We’ve devoted considerable commentary here to the recent settlement of an intelligent design (ID) discrimination lawsuit against the state-run California Science Center (CSC). However, it’s worth bearing in mind that this was not the first court case arising from CSC’s misconduct that ended up settling. Last year, the CSC settled a separate (though related) lawsuit filed by Discovery Institute. That was after CSC violated California’s Public Records Act in refusing to turn over e-mails we requested. In the terms of the settlement, CSC turned over the e-mails we had originally requested and paid our attorneys’ fees and court costs.
After CSC cancelled the event sponsored by American Freedom Alliance (AFA) in 2009, Discovery Institute immediately filed a request under California’s Public Records Act (CPRA) requesting public documents held by CSC shedding light on why the museum cancelled AFA’s event. After sending us a thin stack of documents, the CSC claimed that it had turned over all the documents we requested. We suspected they hadn’t disclosed all of the documents as required by law. When we discovered CSC had in fact withheld certain relevant e-mails that we knew existed, Discovery Institute was forced to file suit to compel the CSC to obey the law and comply with the CPRA.

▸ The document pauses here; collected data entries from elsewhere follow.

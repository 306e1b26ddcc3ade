//! Virtual extended attributes.
//!
//! The name server has no flat xattr list. We present one: a fixed catalog of
//! names whose reported length shrinks with the number of segments a file
//! actually has, so every name keeps the same offset in the listing. Values
//! are computed on demand from the status record and the segment records.

use tracing::debug;

use crate::error::{FsError, FsResult};
use crate::traits::{Backend, SegmentRecord};

pub const XATTR_STATUS: &str = "user.status";
pub const XATTR_NBSEG: &str = "user.nbseg";
pub const XATTR_CHECKSUM_NAME: &str = "user.checksum_name";
pub const XATTR_CHECKSUM: &str = "user.checksum";

/// Accepted spellings of the segment-1 pair besides the `user.` ones.
const ALIAS_CHECKSUM_NAME: &str = "castor.checksum_name";
const ALIAS_CHECKSUM: &str = "castor.checksum";

const SEGMENT_PREFIX: &str = "castor.seg";

/// Segments listed in the catalog.
pub const MAX_SEGMENTS: usize = 5;

/// Size answered to a zero-capacity `listxattr`.
pub const XATTR_LIST_SIZE_MAX: usize = 512;

/// Size answered to a zero-capacity `getxattr`.
pub const XATTR_VALUE_SIZE_MAX: usize = 65536;

/// Answer to an xattr query.
#[derive(Debug, Clone, PartialEq, Eq)]
pub enum XattrReply {
    /// Advisory buffer size for a zero-capacity probe.
    Size(usize),
    Data(Vec<u8>),
}

pub fn segment_checksum_name(segment: usize) -> String {
    format!("{}{}.checksum_name", SEGMENT_PREFIX, segment)
}

pub fn segment_checksum(segment: usize) -> String {
    format!("{}{}.checksum", SEGMENT_PREFIX, segment)
}

/// The canonical, NUL-separated attribute name list.
///
/// Built once before serving and shared read-only afterwards.
#[derive(Debug, Clone)]
pub struct AttributeCatalog {
    bytes: Vec<u8>,
    segment_span: usize,
    summary_span: usize,
}

impl AttributeCatalog {
    pub fn new() -> Self {
        let mut bytes = Vec::with_capacity(XATTR_LIST_SIZE_MAX);
        for name in [XATTR_STATUS, XATTR_NBSEG, XATTR_CHECKSUM_NAME, XATTR_CHECKSUM] {
            push_name(&mut bytes, name);
        }

        let summary_span = XATTR_CHECKSUM_NAME.len() + XATTR_CHECKSUM.len() + 2;

        let mut segment_span = 0;
        for segment in 1..=MAX_SEGMENTS {
            let name = segment_checksum_name(segment);
            let value = segment_checksum(segment);
            if segment == 1 {
                segment_span = name.len() + value.len() + 2;
            }
            push_name(&mut bytes, &name);
            push_name(&mut bytes, &value);
        }

        AttributeCatalog {
            bytes,
            segment_span,
            summary_span,
        }
    }

    /// The full serialized catalog.
    pub fn as_bytes(&self) -> &[u8] {
        &self.bytes
    }

    pub fn len(&self) -> usize {
        self.bytes.len()
    }

    pub fn is_empty(&self) -> bool {
        self.bytes.is_empty()
    }

    /// Bytes contributed by one segment's pair of names.
    pub fn segment_span(&self) -> usize {
        self.segment_span
    }

    /// Bytes of the generic checksum-name/checksum pair.
    pub fn summary_span(&self) -> usize {
        self.summary_span
    }

    /// Listing length for a file with `segments` segments.
    ///
    /// Counts above [`MAX_SEGMENTS`] are clamped.
    pub fn reported_len(&self, segments: usize) -> usize {
        let segments = segments.min(MAX_SEGMENTS);
        let mut len = self.bytes.len() - (MAX_SEGMENTS - segments) * self.segment_span;
        if segments == 0 {
            len -= self.summary_span;
        }
        len
    }

    /// The listing handed to a caller for a file with `segments` segments.
    pub fn listing(&self, segments: usize) -> &[u8] {
        &self.bytes[..self.reported_len(segments)]
    }

    /// Attribute names, in catalog order.
    pub fn names(&self) -> impl Iterator<Item = &str> {
        self.bytes
            .split(|&b| b == 0)
            .filter(|name| !name.is_empty())
            .filter_map(|name| std::str::from_utf8(name).ok())
    }
}

impl Default for AttributeCatalog {
    fn default() -> Self {
        Self::new()
    }
}

fn push_name(bytes: &mut Vec<u8>, name: &str) {
    bytes.extend_from_slice(name.as_bytes());
    bytes.push(0);
}

/// A recognized virtual attribute name.
#[derive(Debug, Clone, Copy, PartialEq, Eq)]
pub enum VirtualAttr {
    Status,
    SegmentCount,
    /// Checksum algorithm of the 1-based segment.
    ChecksumName(usize),
    /// Checksum value of the 1-based segment.
    Checksum(usize),
    /// Anything else. Answers with an empty value.
    Unrecognized,
}

impl VirtualAttr {
    pub fn parse(name: &str) -> Self {
        match name {
            XATTR_STATUS => return VirtualAttr::Status,
            XATTR_NBSEG => return VirtualAttr::SegmentCount,
            XATTR_CHECKSUM_NAME | ALIAS_CHECKSUM_NAME => return VirtualAttr::ChecksumName(1),
            XATTR_CHECKSUM | ALIAS_CHECKSUM => return VirtualAttr::Checksum(1),
            _ => {}
        }

        let Some((index, field)) = name
            .strip_prefix(SEGMENT_PREFIX)
            .and_then(|rest| rest.split_once('.'))
        else {
            return VirtualAttr::Unrecognized;
        };

        if index.is_empty() || !index.bytes().all(|b| b.is_ascii_digit()) {
            return VirtualAttr::Unrecognized;
        }
        let segment = match index.parse::<usize>() {
            Ok(n) if n >= 1 => n,
            _ => return VirtualAttr::Unrecognized,
        };

        match field {
            "checksum_name" => VirtualAttr::ChecksumName(segment),
            "checksum" => VirtualAttr::Checksum(segment),
            _ => VirtualAttr::Unrecognized,
        }
    }

    /// Whether the value comes from the segment records.
    pub fn needs_segments(&self) -> bool {
        matches!(
            self,
            VirtualAttr::SegmentCount | VirtualAttr::ChecksumName(_) | VirtualAttr::Checksum(_)
        )
    }

    /// Value computed from the segment records. Missing segments give an
    /// empty value.
    pub fn segment_value(&self, segments: &[SegmentRecord]) -> String {
        match self {
            VirtualAttr::SegmentCount => segments.len().to_string(),
            VirtualAttr::ChecksumName(n) => n
                .checked_sub(1)
                .and_then(|i| segments.get(i))
                .map(|seg| seg.checksum_name.clone())
                .unwrap_or_default(),
            VirtualAttr::Checksum(n) => n
                .checked_sub(1)
                .and_then(|i| segments.get(i))
                .map(|seg| seg.checksum.to_string())
                .unwrap_or_default(),
            VirtualAttr::Status | VirtualAttr::Unrecognized => String::new(),
        }
    }
}

/// `listxattr` on an absolute namespace path.
pub async fn list(
    backend: &dyn Backend,
    catalog: &AttributeCatalog,
    path: &str,
    capacity: usize,
) -> FsResult<XattrReply> {
    if capacity == 0 {
        return Ok(XattrReply::Size(XATTR_LIST_SIZE_MAX));
    }

    let segments = backend.segments(path).await?.len();
    let listing = catalog.listing(segments);
    debug!(path, segments, len = listing.len(), "listxattr");

    if listing.len() > capacity {
        return Err(FsError::Range {
            needed: listing.len(),
            capacity,
        });
    }
    Ok(XattrReply::Data(listing.to_vec()))
}

/// `getxattr` on an absolute namespace path.
pub async fn get(
    backend: &dyn Backend,
    path: &str,
    name: &str,
    capacity: usize,
) -> FsResult<XattrReply> {
    if capacity == 0 {
        return Ok(XattrReply::Size(XATTR_VALUE_SIZE_MAX));
    }

    let stat = backend.stat(path).await?;
    let attr = VirtualAttr::parse(name);

    let value = match attr {
        VirtualAttr::Status => stat.status.as_str().to_string(),
        attr if attr.needs_segments() => {
            let segments = backend.segments(path).await?;
            attr.segment_value(&segments)
        }
        _ => String::new(),
    };
    debug!(path, name, ?attr, value = %value, "getxattr");

    if value.len() > capacity {
        return Err(FsError::Range {
            needed: value.len(),
            capacity,
        });
    }
    Ok(XattrReply::Data(value.into_bytes()))
}

#[cfg(test)]
mod tests {
    use super::*;

    #[test]
    fn test_catalog_layout() {
        let catalog = AttributeCatalog::new();
        let names: Vec<&str> = catalog.names().collect();
        assert_eq!(names.len(), 4 + 2 * MAX_SEGMENTS);
        assert_eq!(
            &names[..6],
            &[
                "user.status",
                "user.nbseg",
                "user.checksum_name",
                "user.checksum",
                "castor.seg1.checksum_name",
                "castor.seg1.checksum",
            ]
        );
        assert_eq!(names.last(), Some(&"castor.seg5.checksum"));
        assert!(catalog.len() <= XATTR_LIST_SIZE_MAX);
        assert_eq!(catalog.as_bytes().last(), Some(&0));
    }

    #[test]
    fn test_catalog_spans() {
        let catalog = AttributeCatalog::new();
        assert_eq!(
            catalog.segment_span(),
            "castor.seg1.checksum_name".len() + 1 + "castor.seg1.checksum".len() + 1
        );
        assert_eq!(
            catalog.summary_span(),
            "user.checksum_name".len() + 1 + "user.checksum".len() + 1
        );
    }

    #[test]
    fn test_reported_len_identity() {
        let catalog = AttributeCatalog::new();
        for n in 0..=MAX_SEGMENTS {
            let mut expected = catalog.len() - (MAX_SEGMENTS - n) * catalog.segment_span();
            if n == 0 {
                expected -= catalog.summary_span();
            }
            assert_eq!(catalog.reported_len(n), expected, "segments = {}", n);
        }
    }

    #[test]
    fn test_listing_ends_on_name_boundary() {
        let catalog = AttributeCatalog::new();
        for n in 0..=MAX_SEGMENTS {
            let listing = catalog.listing(n);
            assert_eq!(listing.last(), Some(&0));
            let names = listing.split(|&b| b == 0).filter(|s| !s.is_empty()).count();
            let expected = if n == 0 { 2 } else { 4 + 2 * n };
            assert_eq!(names, expected, "segments = {}", n);
        }
    }

    #[test]
    fn test_reported_len_clamps() {
        let catalog = AttributeCatalog::new();
        assert_eq!(catalog.reported_len(MAX_SEGMENTS + 3), catalog.len());
    }

    #[test]
    fn test_parse_fixed_names() {
        assert_eq!(VirtualAttr::parse("user.status"), VirtualAttr::Status);
        assert_eq!(VirtualAttr::parse("user.nbseg"), VirtualAttr::SegmentCount);
        assert_eq!(VirtualAttr::parse("user.checksum_name"), VirtualAttr::ChecksumName(1));
        assert_eq!(VirtualAttr::parse("user.checksum"), VirtualAttr::Checksum(1));
        assert_eq!(VirtualAttr::parse("castor.checksum_name"), VirtualAttr::ChecksumName(1));
        assert_eq!(VirtualAttr::parse("castor.checksum"), VirtualAttr::Checksum(1));
    }

    #[test]
    fn test_parse_segment_names() {
        assert_eq!(
            VirtualAttr::parse("castor.seg2.checksum_name"),
            VirtualAttr::ChecksumName(2)
        );
        assert_eq!(VirtualAttr::parse("castor.seg12.checksum"), VirtualAttr::Checksum(12));
    }

    #[test]
    fn test_parse_rejects_malformed() {
        for name in [
            "castor.seg0.checksum",
            "castor.seg.checksum",
            "castor.seg+1.checksum",
            "castor.seg1.size",
            "castor.seg1",
            "user.checksum2",
            "user.mime_type",
            "",
        ] {
            assert_eq!(VirtualAttr::parse(name), VirtualAttr::Unrecognized, "{}", name);
        }
    }

    #[test]
    fn test_segment_values() {
        let segments = vec![
            SegmentRecord::new("adler32", 12345),
            SegmentRecord::new("md5", 67890),
        ];
        assert_eq!(VirtualAttr::SegmentCount.segment_value(&segments), "2");
        assert_eq!(VirtualAttr::ChecksumName(1).segment_value(&segments), "adler32");
        assert_eq!(VirtualAttr::Checksum(2).segment_value(&segments), "67890");
        assert_eq!(VirtualAttr::Checksum(3).segment_value(&segments), "");
        assert_eq!(VirtualAttr::SegmentCount.segment_value(&[]), "0");
    }

    #[test]
    fn test_segment_zero_is_empty() {
        let segments = vec![SegmentRecord::new("adler32", 12345)];
        assert_eq!(VirtualAttr::ChecksumName(0).segment_value(&segments), "");
        assert_eq!(VirtualAttr::Checksum(0).segment_value(&segments), "");
    }
}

In one response to our lawsuit’s arguments, CSC made the incredible claim that its key decision-makers, clearly identified as CSC staff on the museum’s website, were employed not by the museum but by a private CSC “Foundation,” and were thus immune from public records requests. This seemed like another attempt to avoid public accountability for having cancelled AFA’s event.
For example, CSC claimed it didn’t have to turn over communications from its Vice President of Food and Event Services, Christina Sion, because she was merely a “Foundation employe[e].” Yet she is advertised on CSC’s website as “Vice President, Food & Event Services, California Science Center.” For example, see this online flyer from CSC which calls her “California Science Center Vice President of Event Services, Chris Sion.” This also is seen in the signature found in many of Chris Sion’s e-mails:
Sion apparently did not advertise herself as working for the “Foundation” — she’s listed as a vice president of the California Science Center itself.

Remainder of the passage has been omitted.